▶ EXERCISE GOAL
Copy out the lines of the records below, and only those lines, from the one with "endpoint for channel" through the one with "async fn health_check(&self)", exactly as they appear.

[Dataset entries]
__________

// SPDX-FileCopyrightText: 2026 Atenea Contributors
// SPDX-License-Identifier: MIT OR Apache-2.0

//! HTTP relay channel adapter for the Atenea contact center.
//!
//! Implements [`ChannelAdapter`] by posting each outgoing command as JSON
//! to the transport adapter service that owns the provider connection
//! (WhatsApp, Telegram, mail, ...). The relay answers with the provider's
//! message id.

use std::time::Duration;

use async_trait::async_trait;
use atenea_config::model::RelayConfig;
use atenea_core::error::AteneaError;
use atenea_core::traits::{ChannelAdapter, PluginAdapter};
use atenea_core::types::{
    AdapterType, ChannelCapabilities, HealthStatus, MessageId, OutgoingCommand,
};
use reqwest::header::{AUTHORIZATION, HeaderMap, HeaderValue};
use serde::Deserialize;
use tracing::{debug, info, warn};

/// Header carrying the command's idempotency key.
pub const IDEMPOTENCY_HEADER: &str = "idempotency-key";

/// Body the relay answers with.
#[derive(Debug, Deserialize)]
struct RelayResponse {
    message_id: String,
}

/// Relay-backed channel adapter implementing [`ChannelAdapter`].
pub struct RelayChannel {
    client: reqwest::Client,
    channel: String,
    endpoint: String,
    capabilities: ChannelCapabilities,
}

impl RelayChannel {
    /// Creates a relay adapter for one channel.
    ///
    /// `timeout` bounds the HTTP exchange; dispatch applies its own limit
    /// on top.
    pub fn new(config: &RelayConfig, timeout: Duration) -> Result<Self, AteneaError> {
        if config.endpoint.trim().is_empty() {
            return Err(AteneaError::Config(format!(
                "relay endpoint for channel '{}' cannot be empty",
                config.channel
            )));
        }

        let mut headers = HeaderMap::new();
        if let Some(token) = &config.auth_token {
            let mut value = HeaderValue::from_str(&format!("Bearer {token}")).map_err(|e| {
                AteneaError::Config(format!("invalid relay auth token header value: {e}"))
            })?;
            value.set_sensitive(true);
            headers.insert(AUTHORIZATION, value);
        }

        let client = reqwest::Client::builder()
            .default_headers(headers)
            .timeout(timeout)
            .build()
            .map_err(|e| AteneaError::Channel {
                message: format!("failed to build HTTP client: {e}"),
                source: Some(Box::new(e)),
            })?;

        info!(channel = %config.channel, endpoint = %config.endpoint, "relay channel initialized");
        Ok(Self {
            client,
            channel: config.channel.clone(),
            endpoint: config.endpoint.clone(),
            capabilities: ChannelCapabilities {
                supports_interactive: config.supports_interactive,
                supports_attachments: config.supports_attachments,
                max_message_length: config.max_message_length,
            },
        })
    }
}

#[async_trait]
impl PluginAdapter for RelayChannel {
    fn name(&self) -> &str {
        "relay"
    }

    fn version(&self) -> semver::Version {
        semver::Version::new(0, 1, 0)
    }

    fn adapter_type(&self) -> AdapterType {
        AdapterType::Channel
    }

    async fn health_check(&self) -> Result<HealthStatus, AteneaError> {
        // Relays expose no probe endpoint; delivery failures surface per send.
        Ok(HealthStatus::Healthy)
    }

    async fn shutdown(&self) -> Result<(), AteneaError> {
        debug!(channel = %self.channel, "relay channel shutting down");
        Ok(())
    }
}

#[async_trait]
impl ChannelAdapter for RelayChannel {
    fn channel(&self) -> &str {
        &self.channel
    }

    fn capabilities(&self) -> ChannelCapabilities {
        self.capabilities.clone()
    }

    async fn send(&self, cmd: OutgoingCommand) -> Result<MessageId, AteneaError> {
        let response = self
            .client
            .post(&self.endpoint)
            .header(IDEMPOTENCY_HEADER, &cmd.idempotency_key)
            .json(&cmd)
            .send()
            .await
            .map_err(|e| AteneaError::Channel {
                message: format!("relay request failed: {e}"),
                source: Some(Box::new(e)),
            })?;

        let status = response.status();
        if !status.is_success() {
            let body = response.text().await.unwrap_or_default();
            warn!(channel = %self.channel, status = %status, body = %body, "relay rejected command");
            return Err(AteneaError::Channel {
                message: format!("relay returned {status}: {body}"),
                source: None,
            });
        }

        let body: RelayResponse = response.json().await.map_err(|e| AteneaError::Channel {
            message: format!("failed to parse relay response: {e}"),
            source: Some(Box::new(e)),
        })?;
        debug!(channel = %self.channel, message_id = %body.message_id, "relay accepted command");
        Ok(MessageId(body.message_id))
    }
}

#[cfg(test)]
mod tests {
    use super::*;
    use chrono::Utc;
    use wiremock::matchers::{body_partial_json, header, method, path};
    use wiremock::{Mock, MockServer, ResponseTemplate};

    fn relay_config(endpoint: String, token: Option<&str>) -> RelayConfig {
        RelayConfig {
            channel: "whatsapp".into(),
            endpoint,
            auth_token: token.map(str::to_string),
            supports_interactive: true,
            supports_attachments: true,
            max_message_length: Some(4096),
        }
    }

    fn command() -> OutgoingCommand {
        OutgoingCommand {
            channel: "whatsapp".into(),
            to: "51999000111".into(),
            chat_id: None,
            message: "Buenos días".into(),
            options: None,
            attachments: Vec::new(),
            bot_reply: false,
            idempotency_key: "key-1".into(),
            timestamp: Utc::now(),
        }
    }

    #[test]
    fn capabilities_come_from_config() {
        let relay = RelayChannel::new(
            &relay_config("http://relay.local/send".into(), None),
            Duration::from_secs(5),
        )
        .unwrap();
        assert_eq!(relay.channel(), "whatsapp");
        let caps = relay.capabilities();
        assert!(caps.supports_interactive);
        assert_eq!(caps.max_message_length, Some(4096));
    }

    #[test]
    fn empty_endpoint_is_rejected() {
        let result = RelayChannel::new(&relay_config("  ".into(), None), Duration::from_secs(5));
        assert!(matches!(result, Err(AteneaError::Config(_))));
    }

    #[tokio::test]
    async fn send_posts_command_with_auth_and_idempotency_key() {
        let server = MockServer::start().await;
        Mock::given(method("POST"))
            .and(path("/send"))
            .and(header("authorization", "Bearer relay-secret"))
            .and(header(IDEMPOTENCY_HEADER, "key-1"))
            .and(body_partial_json(serde_json::json!({
                "channel": "whatsapp",
                "to": "51999000111",
                "message": "Buenos días"
            })))
            .respond_with(
                ResponseTemplate::new(200)
                    .set_body_json(serde_json::json!({"message_id": "wamid.out.1"})),
            )
            .expect(1)
            .mount(&server)
            .await;

        let relay = RelayChannel::new(
            &relay_config(format!("{}/send", server.uri()), Some("relay-secret")),
            Duration::from_secs(5),
        )
        .unwrap();
        let id = relay.send(command()).await.unwrap();
        assert_eq!(id, MessageId("wamid.out.1".into()));
    }

    #[tokio::test]
    async fn relay_error_status_is_channel_error() {
        let server = MockServer::start().await;
        Mock::given(method("POST"))
            .and(path("/send"))
            .respond_with(ResponseTemplate::new(502).set_body_string("provider down"))
            .mount(&server)
            .await;

        let relay = RelayChannel::new(
            &relay_config(format!("{}/send", server.uri()), None),
            Duration::from_secs(5),
        )
        .unwrap();
        let err = relay.send(command()).await.unwrap_err();
        assert!(matches!(err, AteneaError::Channel { .. }));
        assert!(err.to_string().contains("provider down"), "got: {err}");
    }

    #[tokio::test]
    async fn malformed_response_is_channel_error() {
        let server = MockServer::start().await;
        Mock::given(method("POST"))
            .and(path("/send"))
            .respond_with(ResponseTemplate::new(200).set_body_json(serde_json::json!({"ok": true})))
            .mount(&server)
            .await;

        let relay = RelayChannel::new(
            &relay_config(format!("{}/send", server.uri()), None),
            Duration::from_secs(5),
        )
        .unwrap();
        let err = relay.send(command()).await.unwrap_err();
        assert!(err.to_string().contains("parse"), "got: {err}");
    }
}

__________

▶ EXERCISE OUTPUT
                "relay endpoint for channel '{}' cannot be empty",
                config.channel
            )));
        }

        let mut headers = HeaderMap::new();
        if let Some(token) = &config.auth_token {
            let mut value = HeaderValue::from_str(&format!("Bearer {token}")).map_err(|e| {
                AteneaError::Config(format!("invalid relay auth token header value: {e}"))
            })?;
            value.set_sensitive(true);
            headers.insert(AUTHORIZATION, value);
        }

        let client = reqwest::Client::builder()
            .default_headers(headers)
            .timeout(timeout)
            .build()
            .map_err(|e| AteneaError::Channel {
                message: format!("failed to build HTTP client: {e}"),
                source: Some(Box::new(e)),
            })?;

        info!(channel = %config.channel, endpoint = %config.endpoint, "relay channel initialized");
        Ok(Self {
            client,
            channel: config.channel.clone(),
            endpoint: config.endpoint.clone(),
            capabilities: ChannelCapabilities {
                supports_interactive: config.supports_interactive,
                supports_attachments: config.supports_attachments,
                max_message_length: config.max_message_length,
            },
        })
    }
}

#[async_trait]
impl PluginAdapter for RelayChannel {
    fn name(&self) -> &str {
        "relay"
    }

    fn version(&self) -> semver::Version {
        semver::Version::new(0, 1, 0)
    }

    fn adapter_type(&self) -> AdapterType {
        AdapterType::Channel
    }

    async fn health_check(&self) -> Result<HealthStatus, AteneaError> {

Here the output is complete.